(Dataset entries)

========================================

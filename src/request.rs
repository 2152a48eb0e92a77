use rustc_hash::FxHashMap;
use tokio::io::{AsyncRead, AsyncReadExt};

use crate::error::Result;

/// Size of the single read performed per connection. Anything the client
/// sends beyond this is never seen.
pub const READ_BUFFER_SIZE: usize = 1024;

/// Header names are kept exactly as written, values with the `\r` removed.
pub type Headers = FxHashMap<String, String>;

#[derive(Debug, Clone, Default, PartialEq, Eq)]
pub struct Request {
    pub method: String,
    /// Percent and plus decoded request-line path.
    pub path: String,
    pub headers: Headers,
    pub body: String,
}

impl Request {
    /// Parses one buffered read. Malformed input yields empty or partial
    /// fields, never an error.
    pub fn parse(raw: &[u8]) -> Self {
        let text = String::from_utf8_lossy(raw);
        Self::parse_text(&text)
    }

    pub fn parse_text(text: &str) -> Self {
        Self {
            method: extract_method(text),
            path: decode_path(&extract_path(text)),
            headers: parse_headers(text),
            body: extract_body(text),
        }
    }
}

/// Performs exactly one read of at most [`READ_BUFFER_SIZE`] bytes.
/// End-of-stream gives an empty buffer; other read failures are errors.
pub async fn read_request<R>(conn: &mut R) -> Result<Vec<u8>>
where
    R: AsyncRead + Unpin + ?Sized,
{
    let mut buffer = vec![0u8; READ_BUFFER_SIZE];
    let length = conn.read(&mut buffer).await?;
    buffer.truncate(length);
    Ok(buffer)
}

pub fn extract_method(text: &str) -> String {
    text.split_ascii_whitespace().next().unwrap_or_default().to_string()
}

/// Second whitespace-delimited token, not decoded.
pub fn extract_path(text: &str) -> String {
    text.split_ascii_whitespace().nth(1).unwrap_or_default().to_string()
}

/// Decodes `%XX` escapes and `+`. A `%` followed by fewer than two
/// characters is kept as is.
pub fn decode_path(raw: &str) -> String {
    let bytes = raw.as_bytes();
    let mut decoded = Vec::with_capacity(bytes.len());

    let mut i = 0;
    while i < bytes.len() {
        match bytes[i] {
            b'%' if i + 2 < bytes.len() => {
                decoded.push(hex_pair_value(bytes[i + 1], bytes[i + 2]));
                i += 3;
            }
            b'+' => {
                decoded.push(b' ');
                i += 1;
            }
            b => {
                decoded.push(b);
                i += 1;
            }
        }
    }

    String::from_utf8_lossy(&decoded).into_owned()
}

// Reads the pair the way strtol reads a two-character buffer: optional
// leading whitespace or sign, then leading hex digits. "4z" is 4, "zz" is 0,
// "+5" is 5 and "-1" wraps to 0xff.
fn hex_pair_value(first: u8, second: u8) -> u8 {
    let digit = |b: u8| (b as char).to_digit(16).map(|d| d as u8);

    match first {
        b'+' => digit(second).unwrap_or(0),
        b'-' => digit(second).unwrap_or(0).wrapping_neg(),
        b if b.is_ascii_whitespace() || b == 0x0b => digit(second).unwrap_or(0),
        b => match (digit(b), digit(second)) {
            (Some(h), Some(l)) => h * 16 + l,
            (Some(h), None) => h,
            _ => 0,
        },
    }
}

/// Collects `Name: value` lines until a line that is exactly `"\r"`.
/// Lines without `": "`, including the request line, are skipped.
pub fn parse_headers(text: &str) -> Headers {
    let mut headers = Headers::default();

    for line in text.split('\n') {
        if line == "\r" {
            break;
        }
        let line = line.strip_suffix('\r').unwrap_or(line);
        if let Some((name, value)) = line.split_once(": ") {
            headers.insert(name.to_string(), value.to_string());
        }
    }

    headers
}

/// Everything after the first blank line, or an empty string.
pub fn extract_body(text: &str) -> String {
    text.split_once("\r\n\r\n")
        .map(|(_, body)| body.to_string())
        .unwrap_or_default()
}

========================================

A complete answer lists each line of the data that holds the word "first".

fn hex_pair_value(first: u8, second: u8) -> u8 {
    match first {
/// Everything after the first blank line, or an empty string.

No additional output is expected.